Table 3 presents knowledge of parents about thalassaemia. Over two-thirds of the respondents (~ 68%) correctly answered that thalassaemia is a genetic disease, while most of the participants (91.5%) correctly responded that thalassaemia is a not contagious disease. Only half of the parents of thalassaemic children correctly answered that thalassaemia is a preventable disease. Approximately half (45.5%) respondents were not aware that a thalassaemia carrier is healthy like normal people (16.4% answered: No, while 29% answered: Don’t Know).

Table 3 General knowledge about thalassaemia (correct, incorrect and don’t know)

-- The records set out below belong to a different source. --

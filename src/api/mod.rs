use crate::{
    api::handlers::{
        accounts,
        auth::{self, AuthConfig, AuthState, PgCredentialStore, SystemClock, middleware::require_auth},
        health,
        memberships::{self, MembershipStore, PgMembershipStore},
        promotions::{self, PgPromotionStore, PromotionStore},
    },
    db,
};
use anyhow::{Context, Result, anyhow};
use axum::{
    Extension, Router,
    body::Body,
    extract::MatchedPath,
    http::{
        HeaderName, HeaderValue, Method, Request,
        header::{AUTHORIZATION, CONTENT_TYPE},
    },
    middleware,
    routing::{get, post, put},
};
use sqlx::PgPool;
use std::{sync::Arc, time::Duration};
use tokio::net::TcpListener;
use tower::ServiceBuilder;
use tower_http::{
    cors::{AllowOrigin, CorsLayer},
    request_id::PropagateRequestIdLayer,
    set_header::SetRequestHeaderLayer,
    timeout::TimeoutLayer,
    trace::TraceLayer,
};
use tracing::{Span, info, info_span};
use ulid::Ulid;
use url::Url;
use utoipa_swagger_ui::SwaggerUi;

pub mod email;
pub mod handlers;
mod openapi;

pub use openapi::openapi;

/// Shared collaborators injected into every request.
#[derive(Clone)]
pub struct Services {
    pub pool: PgPool,
    pub auth_state: Arc<AuthState>,
    pub promotions: Arc<dyn PromotionStore>,
    pub memberships: Arc<dyn MembershipStore>,
    pub email_sender: Arc<dyn email::EmailSender>,
}

impl Services {
    /// Postgres-backed services sharing one pool.
    #[must_use]
    pub fn postgres(pool: PgPool, auth_config: AuthConfig) -> Self {
        let auth_state = Arc::new(AuthState::new(
            auth_config,
            Arc::new(PgCredentialStore::new(pool.clone())),
            Arc::new(SystemClock),
        ));
        Self {
            promotions: Arc::new(PgPromotionStore::new(pool.clone())),
            memberships: Arc::new(PgMembershipStore::new(pool.clone())),
            email_sender: Arc::new(email::LogEmailSender),
            auth_state,
            pool,
        }
    }
}

/// Build the full HTTP application.
///
/// # Errors
/// Returns an error if the configured app domain is not a valid origin.
pub fn router(services: Services, request_timeout: Duration) -> Result<Router> {
    let frontend_origin = frontend_origin(services.auth_state.config().app_domain())?;
    let cors = CorsLayer::new()
        .allow_headers([CONTENT_TYPE, AUTHORIZATION])
        .allow_methods([Method::GET, Method::POST, Method::PUT, Method::DELETE])
        .allow_origin(AllowOrigin::exact(frontend_origin));

    let public = Router::new()
        .route("/health", get(health::health).options(health::health))
        .route("/v1/auth/login", post(auth::login::login))
        .route(
            "/v1/auth/forgot-password",
            post(auth::password::forgot_password),
        );

    let protected = Router::new()
        .route("/v1/auth/account", get(auth::login::account))
        .route("/v1/auth/set-password", post(auth::password::set_password))
        .route(
            "/v1/promotions/:id/permission",
            get(promotions::redeem::permission),
        )
        .route("/v1/promotions/:id/redeem", post(promotions::redeem::redeem))
        .route("/v1/promotions", post(promotions::manage::create))
        .route(
            "/v1/promotions/:id",
            put(promotions::manage::update).delete(promotions::manage::delete),
        )
        .route(
            "/v1/organizations/:id/promotions",
            get(promotions::manage::list_by_organization),
        )
        .route("/v1/accounts/:id/redemptions", get(accounts::redemptions))
        .route(
            "/v1/accounts/:id/promotions/:promotion_id/redemptions",
            get(accounts::promotion_redemptions),
        )
        .route(
            "/v1/memberships/:id/accounts",
            get(memberships::accounts::list).post(memberships::grant::grant),
        )
        .route(
            "/v1/memberships/:id/accounts/:account_id",
            put(memberships::accounts::update).delete(memberships::grant::revoke),
        )
        .route_layer(middleware::from_fn_with_state(
            services.auth_state.clone(),
            require_auth,
        ));

    let app = Router::new()
        .merge(public)
        .merge(protected)
        .merge(SwaggerUi::new("/swagger-ui").url("/api-docs/openapi.json", openapi()))
        .layer(
            ServiceBuilder::new()
                .layer(SetRequestHeaderLayer::if_not_present(
                    HeaderName::from_static("x-request-id"),
                    |_req: &_| HeaderValue::from_str(Ulid::new().to_string().as_str()).ok(),
                ))
                .layer(PropagateRequestIdLayer::new(HeaderName::from_static(
                    "x-request-id",
                )))
                .layer(TraceLayer::new_for_http().make_span_with(make_span))
                .layer(TimeoutLayer::new(request_timeout))
                .layer(cors)
                .layer(Extension(services.auth_state))
                .layer(Extension(services.promotions))
                .layer(Extension(services.memberships))
                .layer(Extension(services.email_sender))
                .layer(Extension(services.pool)),
        );

    Ok(app)
}

/// Connect to the database and serve until Ctrl-C.
///
/// # Errors
/// Returns an error if the database, listener or server fails.
pub async fn new(
    port: u16,
    dsn: String,
    auth_config: AuthConfig,
    request_timeout: Duration,
) -> Result<()> {
    let pool = db::connect(&dsn).await?;
    let app = router(Services::postgres(pool, auth_config), request_timeout)?;

    let listener = TcpListener::bind(format!("::0:{port}")).await?;

    info!("Listening on [::]:{}", port);

    axum::serve(listener, app.into_make_service())
        .with_graceful_shutdown(async {
            if tokio::signal::ctrl_c().await.is_ok() {
                info!("Gracefully shutdown");
            }
        })
        .await?;

    Ok(())
}

fn make_span(request: &Request<Body>) -> Span {
    let request_id = request
        .headers()
        .get("x-request-id")
        .and_then(|val| val.to_str().ok())
        .unwrap_or("none");
    let matched_path = request
        .extensions()
        .get::<MatchedPath>()
        .map_or_else(|| request.uri().path(), MatchedPath::as_str);

    info_span!(
        "http.request",
        http.method = %request.method(),
        http.route = matched_path,
        request_id
    )
}

fn frontend_origin(app_domain: &str) -> Result<HeaderValue> {
    let parsed =
        Url::parse(app_domain).with_context(|| format!("Invalid app domain: {app_domain}"))?;
    let host = parsed
        .host_str()
        .ok_or_else(|| anyhow!("App domain must include a valid host: {app_domain}"))?;
    let port = parsed
        .port()
        .map_or_else(String::new, |port| format!(":{port}"));
    let origin = format!("{}://{}{}", parsed.scheme(), host, port);
    HeaderValue::from_str(&origin).context("Failed to build frontend origin header")
}
//! Account-membership link persistence.

use anyhow::{Context, Result};
use async_trait::async_trait;
use chrono::{DateTime, Utc};
use sqlx::{PgPool, Row};
use tracing::Instrument;

use super::types::MembershipAccount;
use crate::api::handlers::auth::Principal;

/// Result of granting a membership to an email address.
#[derive(Clone, Debug, PartialEq, Eq)]
pub struct GrantOutcome {
    pub account: Principal,
    /// `true` when the account did not exist and was created by this grant.
    pub created: bool,
}

#[async_trait]
pub trait MembershipStore: Send + Sync {
    /// Find or create the account, then create or refresh its link.
    /// `Ok(None)` when the membership does not exist.
    async fn grant(
        &self,
        membership_id: i32,
        email: &str,
        expires_at: Option<DateTime<Utc>>,
    ) -> Result<Option<GrantOutcome>>;

    /// Remove a link; `false` when there was nothing to remove.
    async fn revoke(&self, membership_id: i32, account_id: i32) -> Result<bool>;

    /// Linked accounts ordered by id, expired links included.
    /// `Ok(None)` when the membership does not exist.
    async fn accounts(&self, membership_id: i32) -> Result<Option<Vec<MembershipAccount>>>;

    /// Change an existing link's expiration; `Ok(None)` when there is no such link.
    async fn update_expiration(
        &self,
        membership_id: i32,
        account_id: i32,
        expires_at: Option<DateTime<Utc>>,
    ) -> Result<Option<MembershipAccount>>;
}

#[derive(Clone, Debug)]
pub struct PgMembershipStore {
    pool: PgPool,
}

impl PgMembershipStore {
    #[must_use]
    pub fn new(pool: PgPool) -> Self {
        Self { pool }
    }
}

#[async_trait]
impl MembershipStore for PgMembershipStore {
    async fn grant(
        &self,
        membership_id: i32,
        email: &str,
        expires_at: Option<DateTime<Utc>>,
    ) -> Result<Option<GrantOutcome>> {
        let mut tx = self
            .pool
            .begin()
            .await
            .context("failed to begin grant transaction")?;

        let query = "SELECT id FROM memberships WHERE id = $1";
        let span = tracing::info_span!(
            "db.query",
            db.system = "postgresql",
            db.operation = "SELECT",
            db.statement = query
        );
        let membership = sqlx::query(query)
            .bind(membership_id)
            .fetch_optional(&mut *tx)
            .instrument(span)
            .await
            .context("failed to load membership")?;
        if membership.is_none() {
            return Ok(None);
        }

        // A concurrent grant for the same new email turns this insert into a
        // no-op; the select below then sees the committed row.
        let query = r"
            INSERT INTO accounts (email)
            VALUES ($1)
            ON CONFLICT ((LOWER(email))) DO NOTHING
            RETURNING id, email, is_super
        ";
        let span = tracing::info_span!(
            "db.query",
            db.system = "postgresql",
            db.operation = "INSERT",
            db.statement = query
        );
        let inserted = sqlx::query(query)
            .bind(email)
            .fetch_optional(&mut *tx)
            .instrument(span)
            .await
            .context("failed to create account")?;

        let (row, created) = if let Some(row) = inserted {
            (row, true)
        } else {
            let query = "SELECT id, email, is_super FROM accounts WHERE LOWER(email) = LOWER($1)";
            let span = tracing::info_span!(
                "db.query",
                db.system = "postgresql",
                db.operation = "SELECT",
                db.statement = query
            );
            let row = sqlx::query(query)
                .bind(email)
                .fetch_one(&mut *tx)
                .instrument(span)
                .await
                .context("failed to load account")?;
            (row, false)
        };
        let account = Principal {
            id: row.get("id"),
            email: row.get("email"),
            is_super: row.get("is_super"),
        };

        let query = r"
            INSERT INTO account_memberships (account_id, membership_id, expires_at)
            VALUES ($1, $2, $3)
            ON CONFLICT (account_id, membership_id)
            DO UPDATE SET expires_at = EXCLUDED.expires_at
        ";
        let span = tracing::info_span!(
            "db.query",
            db.system = "postgresql",
            db.operation = "INSERT",
            db.statement = query
        );
        sqlx::query(query)
            .bind(account.id)
            .bind(membership_id)
            .bind(expires_at)
            .execute(&mut *tx)
            .instrument(span)
            .await
            .context("failed to upsert membership link")?;

        tx.commit()
            .await
            .context("failed to commit grant transaction")?;

        Ok(Some(GrantOutcome { account, created }))
    }

    async fn revoke(&self, membership_id: i32, account_id: i32) -> Result<bool> {
        let query = "DELETE FROM account_memberships WHERE membership_id = $1 AND account_id = $2";
        let span = tracing::info_span!(
            "db.query",
            db.system = "postgresql",
            db.operation = "DELETE",
            db.statement = query
        );
        let result = sqlx::query(query)
            .bind(membership_id)
            .bind(account_id)
            .execute(&self.pool)
            .instrument(span)
            .await
            .context("failed to revoke membership link")?;

        Ok(result.rows_affected() > 0)
    }

    async fn accounts(&self, membership_id: i32) -> Result<Option<Vec<MembershipAccount>>> {
        let query = "SELECT id FROM memberships WHERE id = $1";
        let span = tracing::info_span!(
            "db.query",
            db.system = "postgresql",
            db.operation = "SELECT",
            db.statement = query
        );
        let membership = sqlx::query(query)
            .bind(membership_id)
            .fetch_optional(&self.pool)
            .instrument(span)
            .await
            .context("failed to load membership")?;
        if membership.is_none() {
            return Ok(None);
        }

        let query = r"
            SELECT a.id, a.email, am.expires_at
            FROM account_memberships am
            JOIN accounts a ON a.id = am.account_id
            WHERE am.membership_id = $1
            ORDER BY a.id
        ";
        let span = tracing::info_span!(
            "db.query",
            db.system = "postgresql",
            db.operation = "SELECT",
            db.statement = query
        );
        let rows = sqlx::query(query)
            .bind(membership_id)
            .fetch_all(&self.pool)
            .instrument(span)
            .await
            .context("failed to list membership accounts")?;

        Ok(Some(
            rows.into_iter()
                .map(|row| MembershipAccount {
                    account_id: row.get("id"),
                    email: row.get("email"),
                    expiration: row.get("expires_at"),
                })
                .collect(),
        ))
    }

    async fn update_expiration(
        &self,
        membership_id: i32,
        account_id: i32,
        expires_at: Option<DateTime<Utc>>,
    ) -> Result<Option<MembershipAccount>> {
        let query = r"
            UPDATE account_memberships am
            SET expires_at = $3
            FROM accounts a
            WHERE am.membership_id = $1 AND am.account_id = $2 AND a.id = am.account_id
            RETURNING a.id, a.email, am.expires_at
        ";
        let span = tracing::info_span!(
            "db.query",
            db.system = "postgresql",
            db.operation = "UPDATE",
            db.statement = query
        );
        let row = sqlx::query(query)
            .bind(membership_id)
            .bind(account_id)
            .bind(expires_at)
            .fetch_optional(&self.pool)
            .instrument(span)
            .await
            .context("failed to update membership link")?;

        Ok(row.map(|row| MembershipAccount {
            account_id: row.get("id"),
            email: row.get("email"),
            expiration: row.get("expires_at"),
        }))
    }
}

Table 4 reports the association between socio-demographic variables and level of knowledge about thalassaemia among caregivers. Mean knowledge scores were significantly higher in respondents with higher income and education. There were no differences in knowledge score in terms of gender, having thalassaemic children or a history of deaths related to thalassaemia in the extended family.

Table 4 Association between demographic variables and total thalassaemia knowledge scores

Perceptions

Most respondents (~ 91%) had a guilty feeling for not undergoing premarital screening and most of them said they would have avoided marriage if they were well-informed about the sufferings of thalassaemia patients. Over two-thirds (~ 73%) of the parents were not planning another pregnancy. Approximately 95% of the parents wanted to connect with other thalassaemia families to share their experiences (Table 5).

Table 5 General perceptions of parents regarding thalassemia

Prenatal diagnosis

Over one third of respondents (35.6%, n = 130) had heard about prenatal diagnosis. One fourth of parents (24.9%) would consider prenatal diagnosis in a future pregnancy, while 70% of them were unsure but interestingly only ~ 5% would decline prenatal diagnosis in a future pregnancy. On the other hand, nearly 21% parents would consider abortion in case of a positive prenatal test, 72.4% were unsure and only 6.6% of them would decline abortion. Only 9.3% (n = 34) mothers had a prenatal diagnosis in a previous pregnancy (Fig. 3) and three of those had terminated a pregnancy following a positive prenatal test.

Fig. 3
figure 3

Knowledge, attitude, and practice for prenatal diagnosis in Bangladesh

Barriers

Nearly 80% of the parents faced difficulty for obtaining blood donors regularly and a similar proportion (~ 81%) of them did not receive support from any organized blood clubs. More than 40% of the parents reported that they felt socially stigmatized (Fig. 4).

Fig. 4
figure 4

Barriers faced by parents of thalassemic children

Discussion

As far as we are aware, this was the first comprehensive study aimed to understand the parental perspective of knowledge gaps and perceptions regarding thalassemia, the barriers confronted by the parents for caring for their thalassaemic children in Bangladesh and their attitude to prenatal screening and prenatal diagnosis. Parents from all over Bangladesh (48 out of 64 administrative districts) participated in this study. Despite being caregivers of children with thalassemia, they had insufficient basic knowledge of thalassaemia and two-thirds of them had not heard about prenatal screening. Most parents reported that they were facing challenges in collecting blood for regular transfusion and a significant proportion of the parents felt social stigmatization.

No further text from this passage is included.